Improving Your Business Website Google PageRank - dummies

Improving Your Business Website Google PageRank

By Jan Zimmerman

Google’s top secret! Google ranks pages for web relevance or importance on a scale of 1 to 10, where 10 is the top. To see the PageRank for your site, or any other, you must download and install Google Toolbar from the URL listed for PageRank information in the list of Google resource links below

The PageRank appears in both graphical and text form when you hover the mouse over the PageRank index on the Google Toolbar, as shown in the following illustration. Google and the U.S. federal government portal are two of the few sites ranked as 10. The rankings aren’t linear, however: Every point is roughly ten times as “relevant” as the number below it — like earthquakes!

Google Toolbar shows PageRank in both graphics and text. Ranking is by page, not by site. [Credit:
Credit: Courtesy of Google, Inc.
Google Toolbar shows PageRank in both graphics and text. Ranking is by page, not by site.

If your site rank seems either unusually high or low or it suddenly falls to zero, click the Reload button on your browser or check again in a few hours. Google PageRank sometimes varies erratically from day to day, or even from hour to hour.

The PageRank algorithm, which involves more than 200 variables, is a closely held secret. More than the simple link popularity, the Google PageRank appears to be affected by the following criteria, among others. These factors generate extra value:

  • Links from related sites with a high Google PageRank.

  • Links from .edu, .gov, and .org websites.

  • Links from blogs and press releases.

  • Relevant text surrounding inbound links; this favors annotated or contextual links and pages with fewer than 60 links per page.

  • Outbound links to other highly ranked, relevant sites (sites that share at least one other search term).
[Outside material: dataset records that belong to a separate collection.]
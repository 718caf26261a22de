//! # File Management Module
//!
//! Questo modulo gestisce la discovery dei file candidati e le utilità sui file.
//!
//! ## Responsabilità:
//! - Discovery (ricorsiva o flat) dei file con estensione supportata
//! - Esclusione della root di backup e dei file scratch della pipeline
//! - Utilità per calcoli dimensioni e percentuali
//!
//! ## Formati supportati:
//! JPG, JPEG, PNG, TIF, TIFF, PDF, GIF (case-insensitive)
//!
//! La discovery è lazy: non apre e non misura i file. Il gate per dimensione e
//! leggibilità avviene per singolo job nel worker.
//!
//! ## Esempio:
//! ```rust,ignore
//! let discovery = Discovery::new(&source, true).exclude(&backup_root);
//! for job in discovery.jobs()? {
//!     println!("{} ({})", job.path.display(), job.kind);
//! }
//! ```

use std::path::{Path, PathBuf};
use walkdir::{DirEntry, WalkDir};

use crate::error::OptimizeError;
use crate::format::Job;
use crate::safe_replace::SCRATCH_PREFIX;

/// Enumerates candidate files under a root
#[derive(Debug, Clone)]
pub struct Discovery {
    root: PathBuf,
    recursive: bool,
    excluded: Vec<PathBuf>,
}

impl Discovery {
    pub fn new(root: &Path, recursive: bool) -> Self {
        Self {
            root: root.to_path_buf(),
            recursive,
            excluded: Vec::new(),
        }
    }

    /// Skip a subtree (e.g. a backup root nested in the source tree)
    pub fn exclude(mut self, path: &Path) -> Self {
        self.excluded.push(path.to_path_buf());
        self
    }

    /// Lazy sequence of jobs; fails if the root does not exist
    pub fn jobs(&self) -> Result<impl Iterator<Item = Job>, OptimizeError> {
        if !self.root.is_dir() {
            return Err(OptimizeError::MissingSource(self.root.clone()));
        }

        let max_depth = if self.recursive { usize::MAX } else { 1 };
        let excluded = self.excluded.clone();

        let jobs = WalkDir::new(&self.root)
            .max_depth(max_depth)
            .follow_links(false)
            .into_iter()
            .filter_entry(move |entry| !Self::is_excluded(entry, &excluded))
            .filter_map(|entry| entry.ok())
            .filter(|entry| entry.file_type().is_file())
            .filter_map(|entry| Job::from_path(entry.into_path()));

        Ok(jobs)
    }

    fn is_excluded(entry: &DirEntry, excluded: &[PathBuf]) -> bool {
        // depth 0 is the root itself
        if entry.depth() == 0 {
            return false;
        }
        if entry.file_name().to_string_lossy().starts_with(SCRATCH_PREFIX) {
            return true;
        }
        excluded.iter().any(|ex| entry.path() == ex.as_path())
    }
}

/// Get human-readable file size
pub fn format_size(size: u64) -> String {
    const UNITS: &[&str] = &["B", "KB", "MB", "GB", "TB"];
    let mut size = size as f64;
    let mut unit_index = 0;

    while size >= 1024.0 && unit_index < UNITS.len() - 1 {
        size /= 1024.0;
        unit_index += 1;
    }

    if unit_index == 0 {
        format!("{} {}", size as u64, UNITS[unit_index])
    } else {
        format!("{:.2} {}", size, UNITS[unit_index])
    }
}

/// Integer percentage saved, floor of `(before - after) * 100 / before`
pub fn percent_saved(before: u64, after: u64) -> u64 {
    if before == 0 || after >= before {
        return 0;
    }
    ((before - after) as u128 * 100 / before as u128) as u64
}
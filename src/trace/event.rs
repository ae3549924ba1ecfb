//! Event envelope shared by every domain.

use serde::{Deserialize, Serialize};

/// Logical position within a trace. `-1` is the initial state.
pub type Position = isize;

/// Position of the initial state, before any event has been applied.
pub const INITIAL_POSITION: Position = -1;

/// An ordered list of events for one run.
pub type Trace<K> = Vec<Event<K>>;

/// Last valid position for a trace of `len` events (`-1` when empty).
#[inline]
pub fn last_position(len: usize) -> Position {
    len as Position - 1
}

/// Domain payload carried inside an [`Event`] envelope.
///
/// Every variant must be interpretable on its own: a payload never refers to
/// the previous event in the trace.
pub trait EventKind: Clone + std::fmt::Debug {
    /// Stable discriminant tag (e.g. `"compare"`).
    fn tag(&self) -> &'static str;
}

/// One discrete state transition.
#[derive(Debug, Clone, PartialEq, Serialize, Deserialize)]
pub struct Event<K> {
    /// Domain payload.
    pub kind: K,
    /// Human-readable description of the step.
    pub description: String,
    /// Highlighted pseudocode line.
    #[serde(default, skip_serializing_if = "Option::is_none")]
    pub line: Option<usize>,
    /// Element indices being inspected by this step.
    #[serde(default, skip_serializing_if = "Vec::is_empty")]
    pub active: Vec<usize>,
    /// Element indices written by this step.
    #[serde(default, skip_serializing_if = "Vec::is_empty")]
    pub modified: Vec<usize>,
}

impl<K: EventKind> Event<K> {
    /// Create an event with no highlighting hints.
    pub fn new(kind: K, description: impl Into<String>) -> Self {
        Self {
            kind,
            description: description.into(),
            line: None,
            active: Vec::new(),
            modified: Vec::new(),
        }
    }

    /// Attach the pseudocode line this event corresponds to.
    pub fn at_line(mut self, line: usize) -> Self {
        self.line = Some(line);
        self
    }

    /// Attach indices to highlight as active.
    pub fn with_active(mut self, indices: impl IntoIterator<Item = usize>) -> Self {
        self.active = indices.into_iter().collect();
        self
    }

    /// Attach indices to highlight as modified.
    pub fn with_modified(mut self, indices: impl IntoIterator<Item = usize>) -> Self {
        self.modified = indices.into_iter().collect();
        self
    }

    /// Discriminant tag of the payload.
    #[inline]
    pub fn tag(&self) -> &'static str {
        self.kind.tag()
    }
}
  • The size and complexity of your site. Information-intensive sites seem to do better, though Google doesn’t index the “deep web” (information in databases) content of academic or trade journals, phone books, or other databases.

  • A Google site map, though badly structured sites might diminish PageRank.

  • Sites that have been around longer than newer ones, so be patient.

  • Sites with newer content tend to have higher rankings.

  • Sites that appear within the top ten results for local (map) searches.

  • Visible title and ALT tags with search terms versus other meta tags.

  • Contents of surrounding pages, if they’re related.

  • Using search terms in subheads, navigation, and links because Google analyzes the difference in font size, style, color, and placement.

  • Site traffic, number of visitors, and page views.

And the following factors diminish PageRank:

  • Links from link farms and other poor, inbound link sources.

  • Unethical black hat techniques. The sites might be not only diminished in rank but also banished.